Aside from restoring the power and extent of the empire Justinian had aimed to create religious unity allowing him to form the centre of religious and political affairs. To achieve this aim he pursued a neo-chalcedon policy which he hoped would reconcile the difference between orthodox Christians and the breakaway Monophysites. The situation proved to be irreconcilable and after the fifth ecclesiastical council at Constantinople in 553 - a council which pope Vigilus refused to attend, despite being in Constantinople at the time - Monophysite groups in Egypt refused to accept reconciliation into the seventh century. Aside from alienating religious groups within the empire Justinian aggressively sought to rid it of heretics and Pagans.
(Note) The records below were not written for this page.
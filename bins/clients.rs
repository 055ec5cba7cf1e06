#[path = "launch.rs"]
mod launch;

fn main() -> std::process::ExitCode {
    launch::launch(configs::ServiceKind::Clients, server::run_clients)
}
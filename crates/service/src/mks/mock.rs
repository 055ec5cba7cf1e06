use std::collections::BTreeMap;
use std::sync::atomic::{AtomicI64, Ordering};
use std::sync::Mutex;

use async_trait::async_trait;
use common::ErrorType;

use crate::account::Account;
use crate::errors::ServiceError;

use super::AccountsMks;

/// In-memory stand-in for the accounts service.
///
/// Every call is appended to `calls`; `fail_next` makes the next call
/// fail with the given error type.
pub struct MockAccountsMks {
    accounts: Mutex<BTreeMap<i64, Account>>,
    next_id: AtomicI64,
    fail: Mutex<Option<ErrorType>>,
    calls: Mutex<Vec<String>>,
}

impl Default for MockAccountsMks {
    fn default() -> Self {
        Self {
            accounts: Mutex::new(BTreeMap::new()),
            next_id: AtomicI64::new(1),
            fail: Mutex::new(None),
            calls: Mutex::new(Vec::new()),
        }
    }
}

impl MockAccountsMks {
    pub fn fail_next(&self, kind: ErrorType) {
        *self.fail.lock().unwrap() = Some(kind);
    }

    pub fn calls(&self) -> Vec<String> {
        self.calls.lock().unwrap().clone()
    }

    pub fn accounts_of(&self, client_id: i64) -> Vec<Account> {
        let accounts = self.accounts.lock().unwrap();
        accounts.values().filter(|a| a.client_id == Some(client_id)).cloned().collect()
    }

    fn enter(&self, call: String) -> Result<(), ServiceError> {
        self.calls.lock().unwrap().push(call);
        match self.fail.lock().unwrap().take() {
            Some(kind) => Err(ServiceError::new(kind, "Mks Accounts Error, url: mock")),
            None => Ok(()),
        }
    }

    fn store(&self, accounts: &[Account]) -> Vec<Account> {
        let mut rows = self.accounts.lock().unwrap();
        accounts
            .iter()
            .cloned()
            .map(|mut a| {
                let id = *a.id.get_or_insert_with(|| self.next_id.fetch_add(1, Ordering::SeqCst));
                rows.insert(id, a.clone());
                a
            })
            .collect()
    }
}

#[async_trait]
impl AccountsMks for MockAccountsMks {
    async fn find_accounts_by_client_id(&self, client_id: i64) -> Result<Vec<Account>, ServiceError> {
        self.enter(format!("find {client_id}"))?;
        Ok(self.accounts_of(client_id))
    }

    async fn create_accounts(&self, accounts: &[Account]) -> Result<Vec<Account>, ServiceError> {
        self.enter(format!("create {}", accounts.len()))?;
        Ok(self.store(accounts))
    }

    async fn update_accounts_of_client(&self, client_id: i64, accounts: &[Account]) -> Result<Vec<Account>, ServiceError> {
        self.enter(format!("update {client_id}"))?;
        self.accounts.lock().unwrap().retain(|_, a| a.client_id != Some(client_id));
        Ok(self.store(accounts))
    }

    async fn delete_accounts_by_client_id(&self, client_id: i64) -> Result<(), ServiceError> {
        self.enter(format!("delete {client_id}"))?;
        self.accounts.lock().unwrap().retain(|_, a| a.client_id != Some(client_id));
        Ok(())
    }
}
In 529 he forbade pagans from teaching, much as Julian had done with Christians in the fourth century. Justinian was to succeed with such a policy where his predecessor had failed, the academy at Athens was effectively closed down and Procopius’ classical posturing in his writings became one of the last attempts as literacy increasingly became the preserve of the church. Throughout Justinian’s reign the production of books fell and the circulation of the classics fell. Even as legal texts and theology flourished under Justinian the classical literary modes were being ruined. In terms of religious persecution Justinian’s intolerance led to further problems, a prominent cause of the 536 uprising in Africa for example was an edict against Arians, angering the large number of Arian barbarian troops garrisoned there.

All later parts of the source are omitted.